The years FY21 and FY22 were characterised by deep rate cuts and copious liquidity in order to reduce the impact of the pandemic on the economy. On the back of 115 basis point cut in the policy repo rate by the Reserve Bank of India (RBI), the weighted average lending rate (WALR) had declined 132 bps by the end of FY22.
But this cut didn’t trickle down evenly for all loan products. Indeed, banks have been careful in pricing risk during the pandemic even though low interest rates and forbearance were motivation enough to push loans.
The WALR for corporate loans fell by 152 bps while that for retail loans slipped 115 bps. As the above chart shows, within retail the pricing difference was even wider.

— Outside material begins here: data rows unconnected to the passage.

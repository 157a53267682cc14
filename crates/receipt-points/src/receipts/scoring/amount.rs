//! Decimal currency amounts parsed into a scaled integer.
//!
//! `"12.25"` becomes `units = 1225, scale = 2`. Keeping the exact digits
//! avoids the float rounding that can misclassify amounts at cent
//! boundaries.

use std::str::FromStr;

/// Fraction digits beyond this are rejected so the scaled value fits in `i128`.
const MAX_SCALE: u32 = 18;

#[derive(Debug, Clone, Copy, PartialEq, Eq)]
pub struct Amount {
    units: i128,
    scale: u32,
}

#[derive(Debug, Clone, PartialEq, Eq, thiserror::Error)]
pub enum AmountError {
    #[error("amount is empty")]
    Empty,
    #[error("amount has no digits")]
    NoDigits,
    #[error("unexpected character '{0}' in amount")]
    InvalidCharacter(char),
    #[error("amount has more than 18 fraction digits")]
    TooPrecise,
    #[error("amount is out of range")]
    Overflow,
}

impl Amount {
    /// Value scaled to cents, truncated toward zero.
    pub fn cents(&self) -> Result<i128, AmountError> {
        if self.scale <= 2 {
            self.units
                .checked_mul(10_i128.pow(2 - self.scale))
                .ok_or(AmountError::Overflow)
        } else {
            Ok(self.units / 10_i128.pow(self.scale - 2))
        }
    }

    /// `ceil(self * numerator / denominator)`; non-positive results clamp to zero.
    pub fn ceil_fraction(&self, numerator: i128, denominator: i128) -> u64 {
        let scaled_numerator = self.units.saturating_mul(numerator);
        let scaled_denominator = denominator.saturating_mul(10_i128.pow(self.scale));
        if scaled_numerator <= 0 || scaled_denominator <= 0 {
            return 0;
        }
        let quotient = scaled_numerator / scaled_denominator;
        let rounded = if scaled_numerator % scaled_denominator == 0 {
            quotient
        } else {
            quotient + 1
        };
        u64::try_from(rounded).unwrap_or(u64::MAX)
    }
}

impl FromStr for Amount {
    type Err = AmountError;

    fn from_str(value: &str) -> Result<Self, Self::Err> {
        if value.is_empty() {
            return Err(AmountError::Empty);
        }

        let (negative, digits) = match value.as_bytes()[0] {
            b'-' => (true, &value[1..]),
            b'+' => (false, &value[1..]),
            _ => (false, value),
        };

        let (whole, fraction) = match digits.split_once('.') {
            Some((whole, fraction)) => (whole, fraction),
            None => (digits, ""),
        };
        if whole.is_empty() && fraction.is_empty() {
            return Err(AmountError::NoDigits);
        }

        let scale = u32::try_from(fraction.len()).map_err(|_| AmountError::TooPrecise)?;
        if scale > MAX_SCALE {
            return Err(AmountError::TooPrecise);
        }

        let mut units: i128 = 0;
        for ch in whole.chars().chain(fraction.chars()) {
            let digit = ch.to_digit(10).ok_or(AmountError::InvalidCharacter(ch))?;
            units = units
                .checked_mul(10)
                .and_then(|acc| acc.checked_add(i128::from(digit)))
                .ok_or(AmountError::Overflow)?;
        }

        Ok(Self {
            units: if negative { -units } else { units },
            scale,
        })
    }
}
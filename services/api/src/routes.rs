use crate::infra::AppState;
use axum::http::{header, StatusCode};
use axum::response::IntoResponse;
use axum::routing::get;
use axum::{Extension, Json, Router};
use receipt_points::receipts::{receipt_router, IdGenerator, ReceiptService};
use serde_json::json;
use std::sync::Arc;

pub(crate) fn with_receipt_routes<G>(service: Arc<ReceiptService<G>>) -> Router
where
    G: IdGenerator + 'static,
{
    receipt_router(service)
        .route("/health", get(healthcheck))
        .route("/ready", get(readiness_endpoint))
        .route("/metrics", get(metrics_endpoint))
}

pub(crate) async fn healthcheck() -> Json<serde_json::Value> {
    Json(json!({ "status": "ok" }))
}

pub(crate) async fn readiness_endpoint(Extension(state): Extension<AppState>) -> impl IntoResponse {
    let ready = state.readiness.load(std::sync::atomic::Ordering::Relaxed);
    let status = if ready {
        StatusCode::OK
    } else {
        StatusCode::SERVICE_UNAVAILABLE
    };

    let payload = if ready {
        json!({ "status": "ready" })
    } else {
        json!({ "status": "initializing" })
    };

    (status, Json(payload))
}

pub(crate) async fn metrics_endpoint(Extension(state): Extension<AppState>) -> impl IntoResponse {
    (
        StatusCode::OK,
        [(header::CONTENT_TYPE, "text/plain; version=0.0.4")],
        state.metrics.render(),
    )
}
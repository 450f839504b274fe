//! Display classification for externally supplied technical data.
//!
//! Nothing here computes an indicator. These helpers take the numbers the analysis
//! services report and map them onto fixed bands, each with the narrative the
//! detail view shows under "What this means".

use crate::models::{Figure, MovingAverages, RelativeStrength};
use num_format::{Locale, ToFormattedString};
use std::collections::BTreeMap;

/// RSI momentum zone.
#[derive(Debug, Clone, Copy, PartialEq, Eq)]
pub enum RsiZone {
    Oversold,
    Neutral,
    Overbought,
}

impl RsiZone {
    pub fn classify(rsi: f64) -> Self {
        if rsi < 30.0 {
            RsiZone::Oversold
        } else if rsi > 70.0 {
            RsiZone::Overbought
        } else {
            RsiZone::Neutral
        }
    }

    pub fn label(self) -> &'static str {
        match self {
            RsiZone::Oversold => "Oversold",
            RsiZone::Neutral => "Neutral",
            RsiZone::Overbought => "Overbought",
        }
    }

    pub fn explanation(self) -> &'static str {
        match self {
            RsiZone::Oversold => {
                "The stock is currently oversold, which may indicate a potential buying opportunity as the price could rebound. However, in strong downtrends, oversold conditions can persist."
            }
            RsiZone::Overbought => {
                "The stock is currently overbought, which may indicate a potential selling opportunity as the price could pull back. However, in strong uptrends, overbought conditions can persist."
            }
            RsiZone::Neutral => {
                "The stock is currently in a neutral momentum zone, neither overbought nor oversold."
            }
        }
    }
}

/// Volatility tier by ATR as a percentage of price.
#[derive(Debug, Clone, Copy, PartialEq, Eq)]
pub enum VolatilityTier {
    Low,
    Medium,
    High,
}

impl VolatilityTier {
    pub fn classify(atr_percent: f64) -> Self {
        if atr_percent < 3.0 {
            VolatilityTier::Low
        } else if atr_percent < 8.0 {
            VolatilityTier::Medium
        } else {
            VolatilityTier::High
        }
    }

    pub fn label(self) -> &'static str {
        match self {
            VolatilityTier::Low => "low",
            VolatilityTier::Medium => "medium",
            VolatilityTier::High => "high",
        }
    }

    pub fn explanation(self) -> &'static str {
        match self {
            VolatilityTier::Low => {
                "Low volatility suggests stable price action with smaller price swings, potentially better for conservative investors."
            }
            VolatilityTier::Medium => {
                "Medium volatility indicates moderate price fluctuations, balancing potential returns with risk."
            }
            VolatilityTier::High => {
                "High volatility shows significant price swings, offering higher potential returns but with increased risk."
            }
        }
    }
}

/// Current volume relative to its 20-day average.
#[derive(Debug, Clone, Copy, PartialEq, Eq)]
pub enum VolumeBand {
    SignificantlyBelow,
    Below,
    Near,
    Above,
    Exceptional,
}

impl VolumeBand {
    pub fn classify(ratio: f64) -> Self {
        if ratio < 0.5 {
            VolumeBand::SignificantlyBelow
        } else if ratio < 0.8 {
            VolumeBand::Below
        } else if ratio < 1.2 {
            VolumeBand::Near
        } else if ratio < 2.0 {
            VolumeBand::Above
        } else {
            VolumeBand::Exceptional
        }
    }

    pub fn explanation(self) -> &'static str {
        match self {
            VolumeBand::SignificantlyBelow => {
                "Volume is significantly below average, indicating low interest or conviction in the current price movement."
            }
            VolumeBand::Below => {
                "Volume is below average, suggesting moderate interest in current price action."
            }
            VolumeBand::Near => "Volume is near average levels, indicating typical trading activity.",
            VolumeBand::Above => {
                "Above average volume suggests strong interest and may confirm the validity of the current price trend."
            }
            VolumeBand::Exceptional => {
                "Volume is exceptionally high, indicating significant market interest and potential trend acceleration or reversal points."
            }
        }
    }
}

/// Where price sits relative to the 20/50/200-period averages.
#[derive(Debug, Clone, Copy, PartialEq, Eq)]
pub enum MaPosture {
    StrongBullish,
    StrongBearish,
    PotentialReversal,
    Mixed,
}

impl MaPosture {
    pub fn classify(ma: &MovingAverages) -> Self {
        let (short, medium, long) = (ma.price_vs_sma20, ma.price_vs_sma50, ma.price_vs_sma200);
        if short > 0.0 && medium > 0.0 && long > 0.0 {
            MaPosture::StrongBullish
        } else if short < 0.0 && medium < 0.0 && long < 0.0 {
            MaPosture::StrongBearish
        } else if short > 0.0 && medium < 0.0 {
            MaPosture::PotentialReversal
        } else {
            MaPosture::Mixed
        }
    }

    pub fn explanation(self) -> &'static str {
        match self {
            MaPosture::StrongBullish => {
                "Price is trading above all key moving averages, indicating a strong bullish trend."
            }
            MaPosture::StrongBearish => {
                "Price is trading below all key moving averages, indicating a strong bearish trend."
            }
            MaPosture::PotentialReversal => {
                "Price is above short-term but below medium-term averages, suggesting a potential trend change or rebound."
            }
            MaPosture::Mixed => {
                "Mixed signals from moving averages indicate potential consolidation or trend transition."
            }
        }
    }
}

/// Overall relative-strength reading across periods.
#[derive(Debug, Clone, Copy, PartialEq, Eq)]
pub enum StrengthSummary {
    AllUnderperforming,
    AllOutperforming,
    RecentStrength,
    Mixed,
}

impl StrengthSummary {
    /// `None` when there are no periods to summarize.
    pub fn classify(periods: &BTreeMap<String, RelativeStrength>) -> Option<Self> {
        if periods.is_empty() {
            return None;
        }

        let underperforming = periods.values().filter(|p| !p.outperforming).count();
        let outperforming = |key: &str| periods.get(key).map(|p| p.outperforming);

        Some(if underperforming == periods.len() {
            StrengthSummary::AllUnderperforming
        } else if underperforming == 0 {
            StrengthSummary::AllOutperforming
        } else if outperforming("21_day") == Some(true) && outperforming("63_day") == Some(false) {
            StrengthSummary::RecentStrength
        } else {
            StrengthSummary::Mixed
        })
    }

    pub fn message(self, subject: &str) -> String {
        match self {
            StrengthSummary::AllUnderperforming => format!(
                "{} is underperforming the S&P 500 across all time periods, which may indicate weakness relative to the broader market.",
                subject
            ),
            StrengthSummary::AllOutperforming => format!(
                "{} is outperforming the S&P 500 across all time periods, which may indicate strength relative to the broader market.",
                subject
            ),
            StrengthSummary::RecentStrength => format!(
                "{} is showing recent strength vs the S&P 500 in the short-term, but still underperforming in longer time frames.",
                subject
            ),
            StrengthSummary::Mixed => format!(
                "{} shows mixed performance relative to the S&P 500, outperforming in some periods while underperforming in others.",
                subject
            ),
        }
    }
}

/// Summary sentence for a relative-strength map.
pub fn relative_strength_summary(periods: &BTreeMap<String, RelativeStrength>) -> Option<String> {
    let summary = StrengthSummary::classify(periods)?;
    let subject = ordered_periods(periods)
        .first()
        .and_then(|(_, p)| p.symbol.clone())
        .unwrap_or_else(|| "This stock".to_string());
    Some(summary.message(&subject))
}

/// Periods ordered by their leading day count ("21_day" before "126_day").
pub fn ordered_periods(
    periods: &BTreeMap<String, RelativeStrength>,
) -> Vec<(&str, &RelativeStrength)> {
    let mut ordered: Vec<(&str, &RelativeStrength)> =
        periods.iter().map(|(k, v)| (k.as_str(), v)).collect();
    ordered.sort_by_key(|(key, _)| (period_days(key).unwrap_or(u32::MAX), key.to_string()));
    ordered
}

fn period_days(key: &str) -> Option<u32> {
    key.split('_').next()?.parse().ok()
}

/// Human label for a relative-strength period key.
pub fn format_period(period: &str) -> String {
    match period {
        "21_day" => "Short-term (21 days)".to_string(),
        "63_day" => "Medium-term (63 days)".to_string(),
        "126_day" => "Long-term (126 days)".to_string(),
        other => other.replacen('_', " ", 1),
    }
}

/// Compact large-number display: 1.23B, 45.60M, or a grouped integer.
pub fn format_large_number(value: Option<f64>) -> String {
    match value {
        None => "N/A".to_string(),
        Some(n) if n == 0.0 || !n.is_finite() => "N/A".to_string(),
        Some(n) if n >= 1_000_000_000.0 => format!("{:.2}B", n / 1_000_000_000.0),
        Some(n) if n >= 1_000_000.0 => format!("{:.2}M", n / 1_000_000.0),
        Some(n) => (n.round() as i64).to_formatted_string(&Locale::en),
    }
}

/// Key statistic display. Absent or "N/A" figures read "Not Available"; currency
/// values get a `$` prefix.
pub fn key_statistic(value: Option<&Figure>, currency: bool) -> String {
    match value {
        Some(figure) if figure.is_available() => {
            let text = figure.to_string();
            if currency && !text.starts_with('$') {
                format!("${}", text)
            } else {
                text
            }
        }
        _ => "Not Available".to_string(),
    }
}

/// Glyph for a detected chart pattern.
pub fn pattern_icon(name: Option<&str>) -> &'static str {
    const ICONS: [(&str, &str); 10] = [
        ("head and shoulders", "👑"),
        ("double top", "🔝🔝"),
        ("double bottom", "⏬⏬"),
        ("triangle", "◢◣"),
        ("wedge", "⊿"),
        ("channel", "‖"),
        ("flag", "🚩"),
        ("cup", "☕"),
        ("island", "🏝️"),
        ("gap", "↕️"),
    ];

    let Some(name) = name else {
        return "📊";
    };
    let name = name.to_lowercase();
    ICONS
        .iter()
        .find(|(needle, _)| name.contains(needle))
        .map(|(_, icon)| *icon)
        .unwrap_or("📊")
}

/// One rendered block of an AI narrative.
#[derive(Debug, Clone, PartialEq, Eq)]
pub enum NarrativeBlock {
    Heading(String),
    NumberedItem(String),
    Paragraph(String),
}

/// Split narrative text on blank lines and detect headings and numbered items.
pub fn narrative_blocks(text: &str) -> Vec<NarrativeBlock> {
    text.split("\n\n")
        .filter(|block| !block.trim().is_empty())
        .map(|block| {
            if block.starts_with('#') {
                let rest = block.trim_start_matches('#');
                match rest.chars().next() {
                    Some(c) if c.is_whitespace() => {
                        NarrativeBlock::Heading(rest[c.len_utf8()..].to_string())
                    }
                    _ => NarrativeBlock::Heading(block.to_string()),
                }
            } else if is_numbered(block) {
                NarrativeBlock::NumberedItem(block.to_string())
            } else {
                NarrativeBlock::Paragraph(block.to_string())
            }
        })
        .collect()
}

fn is_numbered(block: &str) -> bool {
    let digits = block.chars().take_while(char::is_ascii_digit).count();
    digits > 0 && block[digits..].starts_with('.')
}
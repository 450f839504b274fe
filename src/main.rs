//! Stock Researcher - terminal stock research client and mock REST backend.

use anyhow::{Context, Result, bail};
use crossterm::{
    event::{
        self, DisableMouseCapture, EnableMouseCapture, Event, KeyCode, KeyEventKind, KeyModifiers,
    },
    execute,
    terminal::{EnterAlternateScreen, LeaveAlternateScreen, disable_raw_mode, enable_raw_mode},
};
use futures::future::join_all;
use ratatui::{Terminal, backend::CrosstermBackend};
use std::fs::{self, OpenOptions};
use std::io;
use std::net::SocketAddr;
use std::path::{Path, PathBuf};
use std::sync::Mutex;
use std::time::Duration;
use stock_researcher::api::{StockApi, StockGateway};
use stock_researcher::app::{App, Screen};
use stock_researcher::cli::{Args, Command, ExportFormat};
use stock_researcher::config::{self, Config};
use stock_researcher::export::{Report, export_reports};
use stock_researcher::recent::{FileStore, MemoryStore, RecentSearches, RecentStore};
use stock_researcher::search::SearchFlow;
use stock_researcher::store::StockStore;
use stock_researcher::view::Tab;
use stock_researcher::{server, ui};
use tracing::{error, info, warn};
use tracing_subscriber::EnvFilter;

#[tokio::main]
async fn main() -> Result<()> {
    let args = Args::parse_args();
    let command = args.command();

    // The TUI owns the terminal, so browse logs to a file.
    let log_file = match command {
        Command::Browse { .. } => log_file_path(),
        _ => None,
    };
    init_logging(args.verbose, matches!(command, Command::Browse { .. }), log_file.as_deref())?;

    let config = if let Some(ref path) = args.config {
        Config::load(path)?
    } else {
        Config::load_or_default()
    };

    match command {
        Command::Serve { bind, port } => run_server(&config, bind, port).await,
        Command::Browse {
            symbol,
            use_defaults,
        } => {
            let gateway = connect(&args, &config)?;
            run_interactive(gateway, &config, symbol, use_defaults).await
        }
        Command::Show {
            symbols,
            format,
            technical,
        } => {
            let gateway = connect(&args, &config)?;
            run_show(&gateway, &symbols, format, technical).await
        }
        Command::Search { symbol } => {
            let gateway = connect(&args, &config)?;
            run_search(&gateway, symbol).await
        }
    }
}

fn init_logging(verbose: bool, quiet: bool, file: Option<&Path>) -> Result<()> {
    let filter = EnvFilter::try_from_default_env()
        .unwrap_or_else(|_| EnvFilter::new(if verbose { "debug" } else { "info" }));

    match file {
        Some(path) => {
            if let Some(parent) = path.parent() {
                fs::create_dir_all(parent).with_context(|| {
                    format!("Failed to create log directory: {}", parent.display())
                })?;
            }
            let file = OpenOptions::new()
                .create(true)
                .append(true)
                .open(path)
                .with_context(|| format!("Failed to open log file: {}", path.display()))?;
            tracing_subscriber::fmt()
                .with_env_filter(filter)
                .with_writer(Mutex::new(file))
                .with_ansi(false)
                .init();
        }
        None if quiet => {
            tracing_subscriber::fmt()
                .with_env_filter(filter)
                .with_writer(io::sink)
                .init();
        }
        None => {
            tracing_subscriber::fmt()
                .with_env_filter(filter)
                .with_writer(io::stderr)
                .with_target(false)
                .init();
        }
    }

    Ok(())
}

fn log_file_path() -> Option<PathBuf> {
    dirs::data_dir().map(|p| p.join("stock-researcher").join("stock-researcher.log"))
}

/// Build the API client, exiting when no base URL is configured.
fn connect(args: &Args, config: &Config) -> Result<StockGateway> {
    let Some(api_url) = config.api_url(args.api_url.as_deref()) else {
        error!("No API base URL configured");
        eprintln!("Error: No API base URL configured.");
        eprintln!("Set --api-url, STOCK_RESEARCHER_API_URL, or api.base_url in the config file.");
        eprintln!();
        eprintln!("Example: stock-researcher --api-url http://localhost:5000/api");
        eprintln!();
        eprintln!("Config file location: {:?}", Config::default_config_path());
        eprintln!();
        eprintln!("Sample config:");
        eprintln!("{}", config::sample_config());
        std::process::exit(1);
    };

    StockGateway::new(
        &api_url,
        config.timeout(args.timeout),
        config.rate_limit_detector(),
    )
}

fn recent_store() -> Box<dyn RecentStore> {
    match FileStore::default_path() {
        Some(path) => Box::new(FileStore::new(path)),
        None => {
            warn!("No data directory; recent searches will not persist");
            Box::new(MemoryStore::new())
        }
    }
}

async fn run_server(config: &Config, bind: Option<String>, port: Option<u16>) -> Result<()> {
    let bind = bind.unwrap_or_else(|| config.server.bind.clone());
    let port = port.unwrap_or(config.server.port);
    let addr: SocketAddr = format!("{}:{}", bind, port)
        .parse()
        .with_context(|| format!("Invalid bind address: {}:{}", bind, port))?;

    info!("Starting stock-researcher server");
    server::serve(StockStore::with_mock_data(), addr).await
}

/// Print stock details and exit.
async fn run_show(
    gateway: &StockGateway,
    symbols: &[String],
    format: ExportFormat,
    technical: bool,
) -> Result<()> {
    let details = join_all(symbols.iter().map(|s| gateway.get_details(s, false))).await;

    let mut reports = Vec::new();
    for (symbol, result) in symbols.iter().zip(details) {
        match result {
            Ok(detail) => reports.push(Report::new(detail)),
            Err(e) => {
                error!(%symbol, status = ?e.status(), error = %e, "failed to load stock details");
                eprintln!("{}: {}", symbol.to_uppercase(), e.user_message());
            }
        }
    }

    if reports.is_empty() {
        bail!("No stock details could be loaded");
    }

    if technical {
        let readings = join_all(
            reports
                .iter()
                .map(|r| gateway.technical_analysis(&r.detail.symbol)),
        )
        .await;
        for (report, reading) in reports.iter_mut().zip(readings) {
            match reading {
                Ok(technical) => report.technical = Some(technical),
                Err(e) => {
                    warn!(symbol = %report.detail.symbol, error = %e, "technical analysis unavailable");
                    report.technical_error = Some(e.user_message());
                }
            }
        }
    }

    print!("{}", export_reports(&reports, format)?);
    Ok(())
}

/// Run one search, or list recent searches when no symbol is given.
async fn run_search(gateway: &StockGateway, symbol: Option<String>) -> Result<()> {
    let mut search = SearchFlow::new(RecentSearches::load(recent_store()));

    let Some(symbol) = symbol else {
        if search.recent.is_empty() {
            println!("No recent searches.");
        }
        for entry in search.recent.entries() {
            println!("{:<8} {}", entry.symbol, entry.name);
        }
        return Ok(());
    };

    search.set_input(&symbol);
    search.submit(gateway).await;

    if let Some(error) = &search.error {
        eprintln!("{}", error.message);
        if error.use_defaults {
            eprintln!(
                "Run `stock-researcher browse {} --use-defaults` to view default data.",
                search.query().unwrap_or_default()
            );
        }
        std::process::exit(1);
    }

    if search.no_results() {
        println!("No results found for {}", symbol.to_uppercase());
    }
    for stock in &search.results {
        println!(
            "{:<8} {:<30} ${:>10.2} {:>+8.2} ({:+.2}%)",
            stock.symbol, stock.name, stock.current_price, stock.change, stock.percent_change
        );
    }

    Ok(())
}

/// Run in interactive mode with TUI.
async fn run_interactive(
    gateway: StockGateway,
    config: &Config,
    symbol: Option<String>,
    use_defaults: bool,
) -> Result<()> {
    info!(base_url = gateway.base_url(), "starting browser");
    let mut app = App::new(
        gateway,
        config.fetch_options(),
        RecentSearches::load(recent_store()),
    );
    app.refresh_stocks();
    if let Some(symbol) = symbol {
        app.open_detail(&symbol, use_defaults);
    }

    // Setup terminal
    enable_raw_mode()?;
    let mut stdout = io::stdout();
    execute!(stdout, EnterAlternateScreen, EnableMouseCapture)?;
    let backend = CrosstermBackend::new(stdout);
    let mut terminal = Terminal::new(backend)?;

    let result = run_app(&mut terminal, &mut app).await;

    // Restore terminal
    disable_raw_mode()?;
    execute!(
        terminal.backend_mut(),
        LeaveAlternateScreen,
        DisableMouseCapture
    )?;
    terminal.show_cursor()?;

    result
}

/// Main application loop.
async fn run_app<A: StockApi + 'static>(
    terminal: &mut Terminal<CrosstermBackend<io::Stdout>>,
    app: &mut App<A>,
) -> Result<()> {
    let tick_rate = Duration::from_millis(100);

    loop {
        terminal.draw(|f| ui::render(f, app))?;

        // Poll without blocking the runtime so fetch tasks keep running.
        if tokio::task::block_in_place(|| event::poll(tick_rate))? {
            if let Event::Key(key) = event::read()? {
                if key.kind == KeyEventKind::Press {
                    handle_key_event(app, key.code, key.modifiers);
                }
            }
        }

        app.drain_events();

        if app.should_quit() {
            break;
        }
    }

    Ok(())
}

/// Handle keyboard input.
fn handle_key_event<A: StockApi + 'static>(app: &mut App<A>, code: KeyCode, modifiers: KeyModifiers) {
    // Close help overlay on any key
    if app.show_help {
        app.show_help = false;
        return;
    }

    // Clear error on any key
    if app.error.is_some() {
        app.error = None;
        return;
    }

    if code == KeyCode::Char('c') && modifiers.contains(KeyModifiers::CONTROL) {
        app.quit();
        return;
    }

    match app.screen {
        Screen::Home => match code {
            KeyCode::Char('q') => app.quit(),
            KeyCode::Esc => app.back(),
            KeyCode::Up | KeyCode::Char('k') => app.select_up(),
            KeyCode::Down | KeyCode::Char('j') => app.select_down(),
            KeyCode::Enter => app.open_selected(),
            KeyCode::Char('/') | KeyCode::Char('s') => app.open_search(),
            KeyCode::Char('r') => app.refresh_stocks(),
            KeyCode::Char('h') | KeyCode::Char('?') => app.toggle_help(),
            _ => {}
        },
        Screen::Search => match code {
            KeyCode::Esc => app.back(),
            KeyCode::Char('d') if modifiers.contains(KeyModifiers::CONTROL) => {
                app.use_default_data()
            }
            KeyCode::Enter => app.search_enter(),
            KeyCode::Down => app.search_down(),
            KeyCode::Up => app.search_up(),
            KeyCode::Backspace => {
                app.search_selected = None;
                app.search.pop_char();
            }
            KeyCode::Char(c) if !modifiers.contains(KeyModifiers::CONTROL) => {
                app.search_selected = None;
                app.search.push_char(c);
            }
            _ => {}
        },
        Screen::Detail => match code {
            KeyCode::Char('q') => app.quit(),
            KeyCode::Esc | KeyCode::Backspace => app.back(),
            KeyCode::Right | KeyCode::Tab | KeyCode::Char('l') => app.next_tab(),
            KeyCode::Left | KeyCode::BackTab | KeyCode::Char('h') => app.prev_tab(),
            KeyCode::Char(c @ '1'..='7') => {
                if let Some(tab) = c
                    .to_digit(10)
                    .and_then(|d| Tab::ALL.get(d as usize - 1))
                {
                    app.select_tab(*tab);
                }
            }
            KeyCode::Down | KeyCode::Char('j') => app.scroll_down(),
            KeyCode::Up | KeyCode::Char('k') => app.scroll_up(),
            KeyCode::Char('r') => app.retry(),
            KeyCode::Char('?') => app.toggle_help(),
            _ => {}
        },
    }
}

Housing loans, the safest loan category, witnessed the sharpest fall in interest rates during pandemic years. The WALR for home loans dropped by 128 bps, more than the overall retail loan book of banks.
Rates on credit cards, on the other hand, rose by roughly 40 bps. Credit cards and unsecured personal loans are the riskiest loan products and during times of stress tend to be the first to see delinquencies. That explains why interest rates were hiked in these categories during the pandemic.As the rate cycle has turned now with the RBI setting out to hike policy rates, loan rates across products have begun to climb. It remains to be seen whether unsecured loans would continue to invite high interest rates and spreads given that credit risk has increased owing to rate hikes.